Quanto à separação dos poderes governamentais, ele propõe, em lugar da clássica separação sistematizada por Montesquieu, a formação de duas assembléias distintas e autônomas: uma contendo as leis gerais reguladoras da vida em sociedade (que se traduzem pelas leis gerais do laissez-faire: self-interest, mercado livre autoregulável e Estado mínimo) e a outra tendo o papel de executar e fazer executar as leis que estão na primeira assembléia, a qual ele denomina demarchy: uma assembléia composta de membros elitistas da sociedade que têm a missão de salvaguardar as leis gerais do laissez-faire. Através desse modelo de governabilidade,a política, contaminada pelo surgimento das massas,tem obstado o seu desejo de intrometer-se na economia de livre mercado. Assim, há nesse modelo de governabilidade um engenho político para combater a política, com o desiderato de manter o Estado em seu formato mínimo.
3. Nozic
Nozic busca justificar o Estado mínimo a partir de um ponto de partida fictício, que é o estado de natureza lockeano. Tal estado de natureza é, para ele, um estado anárquico, devido à ausência de um órgão centralizador da ordem. Diante disso, vão sendo formadas agências privadas de proteção para defender os seus clientes (que são aqueles que podem pagar pelos serviços dessas agências) dos perigos inerentes ao estado de natureza lockeano. Os indivíduos que não podem pagar pelos serviços dessas agências ficam sem proteção, diríamos sem justiça social. Naturalmente, por um processo de “mão invisível”, essas agências começam a competir entre si pela aquisição de clientes. Essa competição gera vários monopólios privados e também competidores entre si. Nozic nomeia esse estágio como Estado ultramínimo, no qual continuarão desprotegidos os indivíduos sem condições de pagar os serviços de proteção.

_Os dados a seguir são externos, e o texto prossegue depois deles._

//! Public copy: the build tree mirrored into `build-public`, with selectors
//! renamed in an explicit manifest of files.
//!
//! ```text
//! build/ ──copy──► build-public/ ──manifest──► [css, html, js] ──rewrite──► in place
//! ```
//!
//! The manifest is validated against the public tree before anything is
//! rewritten; a missing entry aborts the build.

mod copy;
mod manifest;
mod obfuscate;

pub use copy::public_copy;
pub use manifest::resolve_manifest;
pub use obfuscate::Obfuscator;

use std::path::PathBuf;
use thiserror::Error;

#[derive(Debug, Error)]
pub enum PublicError {
    #[error("IO error on `{0}`")]
    Io(PathBuf, #[source] std::io::Error),

    #[error("manifest entry `{0}` does not exist in the public tree")]
    MissingEntry(String),

    #[error("manifest glob `{0}` matches no files in the public tree")]
    EmptyGlob(String),

    #[error("invalid pattern `{pattern}`")]
    Pattern {
        pattern: String,
        #[source]
        source: globset::Error,
    },

    #[error("public tree `{public}` overlaps build tree `{build}`")]
    Overlap { build: PathBuf, public: PathBuf },

    #[error("`{0}` is not valid UTF-8")]
    NotUtf8(PathBuf),
}
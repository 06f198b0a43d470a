//! Markup chain: HTML pages with include directives resolved.
//!
//! Recognized directives, paths relative to the including file:
//!
//! ```text
//! <!--=include html/header.html -->
//! <!--= include html/header.html -->
//! //=include html/snippet.js
//! <!--=require html/icons.html -->   (at most once per page)
//! ```

use std::path::{Path, PathBuf};
use std::sync::LazyLock;

use regex::{Captures, Regex};
use rustc_hash::FxHashSet;

use super::{FileOutcome, IncludeError, TransformError, read_string, write_file};
use crate::core::PipelineContext;
use crate::registry::Route;

static DIRECTIVE: LazyLock<Regex> = LazyLock::new(|| {
    Regex::new(
        r#"(?m)<!--=\s*(include|require)\s+["']?([^"'\s]+?)["']?\s*-->|^[ \t]*//=\s*(include|require)\s+["']?([^"'\s]+)["']?[ \t]*$"#,
    )
    .unwrap()
});

pub(super) fn render(
    route: &Route,
    ctx: &PipelineContext,
    src: &Path,
) -> Result<FileOutcome, TransformError> {
    let html = resolve_includes(src)?;
    let dest = route.output_path(ctx.root(), src);
    write_file(&dest, html)?;
    Ok(FileOutcome::Written(vec![dest]))
}

/// Expand every include directive in `path`, recursively.
pub fn resolve_includes(path: &Path) -> Result<String, TransformError> {
    let mut resolver = Resolver::default();
    resolver.expand(path)
}

/// Per-page state; discarded on the first error.
#[derive(Default)]
struct Resolver {
    /// Files currently being expanded, outermost first.
    stack: Vec<PathBuf>,
    /// Files already pulled in, for `require`.
    included: FxHashSet<PathBuf>,
}

impl Resolver {
    fn expand(&mut self, path: &Path) -> Result<String, TransformError> {
        let key = canonical(path);
        if let Some(pos) = self.stack.iter().position(|p| *p == key) {
            let mut chain = self.stack[pos..].to_vec();
            chain.push(key);
            return Err(IncludeError::Cycle { chain }.into());
        }

        let content = read_string(path)?;
        let dir = path.parent().unwrap_or(Path::new("")).to_path_buf();

        self.stack.push(key.clone());
        self.included.insert(key);

        let mut out = String::with_capacity(content.len());
        let mut last = 0;
        for caps in DIRECTIVE.captures_iter(&content) {
            let whole = caps.get(0).map_or(0..0, |m| m.range());
            out.push_str(&content[last..whole.start]);
            last = whole.end;

            let (kind, target) = directive(&caps);
            let target_path = dir.join(target);
            if !target_path.is_file() {
                return Err(IncludeError::Missing {
                    path: target_path,
                    from: path.to_path_buf(),
                }
                .into());
            }
            if kind == "require" && self.included.contains(&canonical(&target_path)) {
                continue;
            }

            let included = self.expand(&target_path)?;
            out.push_str(included.trim_end_matches(['\n', '\r']));
        }
        out.push_str(&content[last..]);

        self.stack.pop();
        Ok(out)
    }
}

fn directive<'h>(caps: &Captures<'h>) -> (&'h str, &'h str) {
    let pick = |a: usize, b: usize| {
        caps.get(a)
            .or_else(|| caps.get(b))
            .map_or("", |m| m.as_str())
    };
    (pick(1, 3), pick(2, 4))
}

fn canonical(path: &Path) -> PathBuf {
    path.canonicalize().unwrap_or_else(|_| path.to_path_buf())
}

#[cfg(test)]
mod tests {
    use super::*;
    use crate::pipeline::testing;
    use tempfile::TempDir;

    #[test]
    fn test_directive_pattern_whitespace() {
        let caps = DIRECTIVE.captures("<!--=\tinclude\t'html/a.html' -->").unwrap();
        assert_eq!(&caps[1], "include");
        assert_eq!(&caps[2], "html/a.html");

        let caps = DIRECTIVE.captures("  //= require js/b.js").unwrap();
        assert_eq!(&caps[3], "require");
        assert_eq!(&caps[4], "js/b.js");
    }

    #[test]
    fn test_nested_includes() {
        let dir = TempDir::new().unwrap();
        let root = dir.path();
        testing::write(root, "index.html", "<body>\n<!--=include html/header.html -->\n</body>\n");
        testing::write(root, "html/header.html", "<header><!--= include nav.html --></header>\n");
        testing::write(root, "html/nav.html", "<nav>menu</nav>\n");

        let html = resolve_includes(&root.join("index.html")).unwrap();
        assert_eq!(html, "<body>\n<header><nav>menu</nav></header>\n</body>\n");
    }

    #[test]
    fn test_script_style_directive() {
        let dir = TempDir::new().unwrap();
        let root = dir.path();
        testing::write(root, "page.html", "<script>\n  //=include js/init.js\n</script>");
        testing::write(root, "js/init.js", "init();\n");

        let html = resolve_includes(&root.join("page.html")).unwrap();
        assert_eq!(html, "<script>\ninit();\n</script>");
    }

    #[test]
    fn test_require_includes_once() {
        let dir = TempDir::new().unwrap();
        let root = dir.path();
        testing::write(
            root,
            "index.html",
            "<!--=require icons.html -->|<!--=require icons.html -->|<!--=include icons.html -->",
        );
        testing::write(root, "icons.html", "<svg/>");

        let html = resolve_includes(&root.join("index.html")).unwrap();
        assert_eq!(html, "<svg/>||<svg/>");
    }

    #[test]
    fn test_cycle_fails_with_path() {
        let dir = TempDir::new().unwrap();
        let root = dir.path();
        testing::write(root, "a.html", "<!--=include b.html -->");
        testing::write(root, "b.html", "<!--=include a.html -->");

        let err = resolve_includes(&root.join("a.html")).unwrap_err();
        let TransformError::Include(IncludeError::Cycle { chain }) = &err else {
            panic!("expected cycle, got {err}");
        };
        assert_eq!(chain.len(), 3);
        assert!(err.to_string().contains("a.html -> b.html -> a.html"));
    }

    #[test]
    fn test_self_include_is_cycle() {
        let dir = TempDir::new().unwrap();
        testing::write(dir.path(), "a.html", "<!--=include a.html -->");
        let err = resolve_includes(&dir.path().join("a.html")).unwrap_err();
        assert!(matches!(err, TransformError::Include(IncludeError::Cycle { .. })));
    }

    #[test]
    fn test_missing_include() {
        let dir = TempDir::new().unwrap();
        testing::write(dir.path(), "a.html", "<!--=include gone.html -->");
        let err = resolve_includes(&dir.path().join("a.html")).unwrap_err();
        assert!(matches!(err, TransformError::Include(IncludeError::Missing { .. })));
    }

    #[test]
    fn test_plain_comments_untouched() {
        let dir = TempDir::new().unwrap();
        let html = "<!-- include nothing -->\n<a href=\"http://x//=include\">x</a>";
        testing::write(dir.path(), "a.html", html);
        assert_eq!(resolve_includes(&dir.path().join("a.html")).unwrap(), html);
    }
}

Segundo ele, essa primeira transição - “de um sistema de agências privadas para um Estado ultramínimo” - ocorre através de um “processo de mão invisível, em uma maneira moralmente permissível que não viola o direito de ninguém”(Nozic,1991:67). Não obstante esse “avanço”, é moralmente imprescindível que o Estado ultramínimo evolua para o estágio de Estado mínimo.
Seria moralmente intolerável que as pessoas mantivessem o monopólio no Estado ultramínimo sem fornecer serviços de proteção a todos, mesmo que isso requeresse uma ‘redistribuição’ específica. Os operadores do Estado ultramínimo estão moralmente obrigados a criar o Estado mínimo (Ibid.).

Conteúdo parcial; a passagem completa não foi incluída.